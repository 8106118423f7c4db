//! The single active edit session.
//!
//! [`EditSession`] owns the current image, the filter settings, the
//! passport sheet options, and the undo history. Remote (generative)
//! edits run through an injected [`RemoteEditor`] and follow a two-phase
//! protocol so a host can await the remote call without holding a
//! borrow of the session:
//!
//! 1. [`EditSession::begin_remote_edit`] snapshots the current image
//!    into history, marks the session busy, and hands back the PNG
//!    payload to send.
//! 2. [`EditSession::finish_remote_edit`] clears the busy flag and, on
//!    success, installs the returned image.
//!
//! While busy, filter edits, image loads, exports, undo, and further
//! remote edits are rejected with [`PipelineError::Busy`].

use std::num::NonZeroUsize;

use serde::{Deserialize, Serialize};

use crate::composite::{WHITE, composite_on_opaque_background};
use crate::decode::{decode_rgba, encode_png};
use crate::filters::FilterModel;
use crate::layout::SheetOptions;
use crate::preview::PreviewInputs;
use crate::render::{RenderMode, bake_for_export, render};
use crate::sheet::layout_sheet;
use crate::types::{PipelineError, RgbaImage};

/// Failure reported by the remote edit collaborator.
#[derive(Debug, Clone, PartialEq, Eq, Serialize, Deserialize, thiserror::Error)]
pub enum RemoteEditError {
    /// The service rejected the credentials.
    #[error("the remote edit service rejected the API key")]
    InvalidCredentials,

    /// The service answered without an image.
    #[error("no image data found in the remote edit response")]
    NoImageReturned,

    /// Any other remote failure.
    #[error("remote edit failed: {0}")]
    Remote(String),
}

/// Capability for generative image edits.
///
/// `image` is an encoded image (PNG) or `None` for prompt-only
/// generation. The returned bytes are any format [`decode_rgba`]
/// accepts.
pub trait RemoteEditor {
    /// Run one edit.
    ///
    /// # Errors
    ///
    /// Returns a [`RemoteEditError`] describing why no image came back.
    fn edit(&self, image: Option<&[u8]>, instruction: &str) -> Result<Vec<u8>, RemoteEditError>;
}

impl<F> RemoteEditor for F
where
    F: Fn(Option<&[u8]>, &str) -> Result<Vec<u8>, RemoteEditError>,
{
    fn edit(&self, image: Option<&[u8]>, instruction: &str) -> Result<Vec<u8>, RemoteEditError> {
        self(image, instruction)
    }
}

const REMOVE_BACKGROUND_INSTRUCTION: &str = "Remove the background of this image. \
Make the background transparent. Keep the main subject sharp and clear.";

const FORMAL_SUIT_INSTRUCTION: &str = "Take the person in this image, which has a transparent \
background, and realistically dress them in a formal dark business suit with a white collared \
shirt and a simple, professional tie. Preserve the person's head, face, and neck exactly as \
they are. Ensure the added clothing looks natural and fits the person's posture. Most \
importantly, maintain the transparent background of the original image.";

const HIJAB_INSTRUCTION: &str = "Take the person in this image, which has a transparent \
background, and realistically dress them in a modest, elegant Hijab (Islamic headscarf) that \
covers the hair and neck completely. Ensure the face remains fully visible, clear, and natural. \
The Hijab should be simple, professional, and well-fitted, perhaps in a neutral color like \
white, grey, or black. Maintain the person's posture and facial features exactly. Most \
importantly, maintain the transparent background of the original image.";

/// A generative edit the session can request.
#[derive(Debug, Clone, PartialEq, Eq, Hash, Serialize, Deserialize)]
#[serde(tag = "kind", content = "prompt", rename_all = "camelCase")]
pub enum AiAction {
    /// Cut out the subject; the result is flattened onto white.
    RemoveBackground,
    /// Dress the subject in a business suit.
    FormalSuit,
    /// Add a headscarf to the subject.
    Hijab,
    /// Free-form instruction; works with or without a loaded image.
    FreeForm(String),
}

impl AiAction {
    /// Instruction text sent to the remote editor.
    #[must_use]
    pub fn instruction(&self) -> &str {
        match self {
            Self::RemoveBackground => REMOVE_BACKGROUND_INSTRUCTION,
            Self::FormalSuit => FORMAL_SUIT_INSTRUCTION,
            Self::Hijab => HIJAB_INSTRUCTION,
            Self::FreeForm(prompt) => prompt.trim(),
        }
    }

    /// Whether the action needs a loaded image.
    #[must_use]
    pub const fn requires_image(&self) -> bool {
        !matches!(self, Self::FreeForm(_))
    }

    /// Whether the result is composited onto white before use.
    #[must_use]
    pub const fn flatten_result(&self) -> bool {
        matches!(self, Self::RemoveBackground)
    }
}

/// Whole-image undo snapshots, most recent last.
#[derive(Debug, Clone, Default)]
pub struct HistoryStack {
    snapshots: Vec<RgbaImage>,
    limit: Option<NonZeroUsize>,
}

impl HistoryStack {
    /// Unbounded history.
    #[must_use]
    pub fn new() -> Self {
        Self::default()
    }

    /// History keeping at most `limit` snapshots; the oldest is dropped
    /// when a push would exceed it.
    #[must_use]
    pub const fn with_capacity_limit(limit: NonZeroUsize) -> Self {
        Self {
            snapshots: Vec::new(),
            limit: Some(limit),
        }
    }

    /// Save a snapshot.
    pub fn push(&mut self, image: RgbaImage) {
        if let Some(limit) = self.limit
            && self.snapshots.len() >= limit.get()
        {
            let excess = self.snapshots.len() + 1 - limit.get();
            self.snapshots.drain(..excess);
        }
        self.snapshots.push(image);
    }

    /// Remove and return the most recent snapshot.
    pub fn pop(&mut self) -> Option<RgbaImage> {
        self.snapshots.pop()
    }

    /// Number of stored snapshots.
    #[must_use]
    pub const fn len(&self) -> usize {
        self.snapshots.len()
    }

    /// Whether there is nothing to undo.
    #[must_use]
    pub const fn is_empty(&self) -> bool {
        self.snapshots.is_empty()
    }

    /// Drop every snapshot.
    pub fn clear(&mut self) {
        self.snapshots.clear();
    }
}

/// What [`EditSession::undo`] did.
#[derive(Debug, Clone, Copy, PartialEq, Eq)]
pub enum UndoOutcome {
    /// The previous image was restored.
    Restored,
    /// History was empty; filters were reset to their defaults instead.
    FiltersReset,
}

/// A remote edit that has been started but not finished.
///
/// Produced by [`EditSession::begin_remote_edit`] and consumed by
/// [`EditSession::finish_remote_edit`].
#[derive(Debug)]
#[must_use = "a pending edit keeps the session busy until finished"]
pub struct PendingEdit {
    action: AiAction,
    payload: Option<Vec<u8>>,
}

impl PendingEdit {
    /// The requested action.
    pub const fn action(&self) -> &AiAction {
        &self.action
    }

    /// Instruction text to send.
    #[must_use]
    pub fn instruction(&self) -> &str {
        self.action.instruction()
    }

    /// PNG encoding of the current image, if one was loaded.
    #[must_use]
    pub fn payload(&self) -> Option<&[u8]> {
        self.payload.as_deref()
    }
}

/// The active editing session.
#[derive(Debug, Default)]
pub struct EditSession {
    image: Option<RgbaImage>,
    filters: FilterModel,
    sheet: SheetOptions,
    passport_mode: bool,
    history: HistoryStack,
    busy: bool,
}
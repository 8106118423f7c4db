//! Shared types for the photosheet core.

use serde::{Deserialize, Serialize};

use crate::session::RemoteEditError;

/// Re-export `RgbaImage` so downstream crates can pass pixel buffers
/// around without depending on `image` directly.
pub use image::RgbaImage;

/// Image dimensions in pixels.
#[derive(Debug, Clone, Copy, PartialEq, Eq, Hash, Serialize, Deserialize)]
pub struct Dimensions {
    /// Width in pixels.
    pub width: u32,
    /// Height in pixels.
    pub height: u32,
}

impl Dimensions {
    /// Create a new dimensions value.
    #[must_use]
    pub const fn new(width: u32, height: u32) -> Self {
        Self { width, height }
    }

    /// Dimensions of an existing image.
    #[must_use]
    pub fn of(image: &RgbaImage) -> Self {
        Self::new(image.width(), image.height())
    }

    /// Width divided by height. Zero-height images report `0.0`.
    #[must_use]
    pub fn aspect_ratio(self) -> f64 {
        if self.height == 0 {
            return 0.0;
        }
        f64::from(self.width) / f64::from(self.height)
    }
}

/// Errors that can occur anywhere in the photosheet core.
///
/// Uses custom `Serialize`/`Deserialize` because `image::ImageError`
/// does not implement serde traits. The `ImageDecode` variant is
/// serialized as its `Display` string.
#[derive(Debug, thiserror::Error)]
pub enum PipelineError {
    /// Failed to decode the input image.
    #[error("failed to decode image: {0}")]
    ImageDecode(#[from] image::ImageError),

    /// The input image bytes were empty.
    #[error("input image data is empty")]
    EmptyInput,

    /// Layout or request parameters are outside their domain
    /// (for example an unsupported photo count).
    #[error("invalid configuration: {0}")]
    InvalidConfig(String),

    /// A computed rectangle violated a geometry invariant.
    #[error("layout invariant violated: {0}")]
    Layout(String),

    /// The remote edit collaborator failed.
    #[error(transparent)]
    RemoteEdit(#[from] RemoteEditError),

    /// A remote edit is in flight; conflicting actions are rejected.
    #[error("an edit is already in progress")]
    Busy,

    /// The session has no image loaded.
    #[error("no image loaded")]
    NoImage,
}

/// Serde-compatible proxy for `PipelineError`.
///
/// `image::ImageError` does not implement serde, so the `ImageDecode`
/// variant stores its `Display` string instead.
#[derive(Serialize, Deserialize)]
enum PipelineErrorProxy {
    ImageDecode(String),
    EmptyInput,
    InvalidConfig(String),
    Layout(String),
    RemoteEdit(RemoteEditError),
    Busy,
    NoImage,
}

impl Serialize for PipelineError {
    fn serialize<S: serde::Serializer>(&self, serializer: S) -> Result<S::Ok, S::Error> {
        let proxy = match self {
            Self::ImageDecode(e) => PipelineErrorProxy::ImageDecode(e.to_string()),
            Self::EmptyInput => PipelineErrorProxy::EmptyInput,
            Self::InvalidConfig(s) => PipelineErrorProxy::InvalidConfig(s.clone()),
            Self::Layout(s) => PipelineErrorProxy::Layout(s.clone()),
            Self::RemoteEdit(e) => PipelineErrorProxy::RemoteEdit(e.clone()),
            Self::Busy => PipelineErrorProxy::Busy,
            Self::NoImage => PipelineErrorProxy::NoImage,
        };
        proxy.serialize(serializer)
    }
}

impl<'de> Deserialize<'de> for PipelineError {
    fn deserialize<D: serde::Deserializer<'de>>(deserializer: D) -> Result<Self, D::Error> {
        let proxy = PipelineErrorProxy::deserialize(deserializer)?;
        Ok(match proxy {
            // The typed image error cannot be rebuilt; keep the message
            // as a decoding failure reported through the generic
            // `image` error type.
            PipelineErrorProxy::ImageDecode(msg) => {
                Self::ImageDecode(image::ImageError::IoError(std::io::Error::new(
                    std::io::ErrorKind::InvalidData,
                    msg,
                )))
            }
            PipelineErrorProxy::EmptyInput => Self::EmptyInput,
            PipelineErrorProxy::InvalidConfig(s) => Self::InvalidConfig(s),
            PipelineErrorProxy::Layout(s) => Self::Layout(s),
            PipelineErrorProxy::RemoteEdit(e) => Self::RemoteEdit(e),
            PipelineErrorProxy::Busy => Self::Busy,
            PipelineErrorProxy::NoImage => Self::NoImage,
        })
    }
}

# Task brief:
Give only the lines from the one holding "F: Fn(Option<&[u8]>, &str)" through the one holding "pub const fn requires_image(&self)", each restated exactly as it appears above.

# Response for this exercise:
    F: Fn(Option<&[u8]>, &str) -> Result<Vec<u8>, RemoteEditError>,
{
    fn edit(&self, image: Option<&[u8]>, instruction: &str) -> Result<Vec<u8>, RemoteEditError> {
        self(image, instruction)
    }
}

const REMOVE_BACKGROUND_INSTRUCTION: &str = "Remove the background of this image. \
Make the background transparent. Keep the main subject sharp and clear.";

const FORMAL_SUIT_INSTRUCTION: &str = "Take the person in this image, which has a transparent \
background, and realistically dress them in a formal dark business suit with a white collared \
shirt and a simple, professional tie. Preserve the person's head, face, and neck exactly as \
they are. Ensure the added clothing looks natural and fits the person's posture. Most \
importantly, maintain the transparent background of the original image.";

const HIJAB_INSTRUCTION: &str = "Take the person in this image, which has a transparent \
background, and realistically dress them in a modest, elegant Hijab (Islamic headscarf) that \
covers the hair and neck completely. Ensure the face remains fully visible, clear, and natural. \
The Hijab should be simple, professional, and well-fitted, perhaps in a neutral color like \
white, grey, or black. Maintain the person's posture and facial features exactly. Most \
importantly, maintain the transparent background of the original image.";

/// A generative edit the session can request.
#[derive(Debug, Clone, PartialEq, Eq, Hash, Serialize, Deserialize)]
#[serde(tag = "kind", content = "prompt", rename_all = "camelCase")]
pub enum AiAction {
    /// Cut out the subject; the result is flattened onto white.
    RemoveBackground,
    /// Dress the subject in a business suit.
    FormalSuit,
    /// Add a headscarf to the subject.
    Hijab,
    /// Free-form instruction; works with or without a loaded image.
    FreeForm(String),
}

impl AiAction {
    /// Instruction text sent to the remote editor.
    #[must_use]
    pub fn instruction(&self) -> &str {
        match self {
            Self::RemoveBackground => REMOVE_BACKGROUND_INSTRUCTION,
            Self::FormalSuit => FORMAL_SUIT_INSTRUCTION,
            Self::Hijab => HIJAB_INSTRUCTION,
            Self::FreeForm(prompt) => prompt.trim(),
        }
    }

    /// Whether the action needs a loaded image.
    #[must_use]
    pub const fn requires_image(&self) -> bool {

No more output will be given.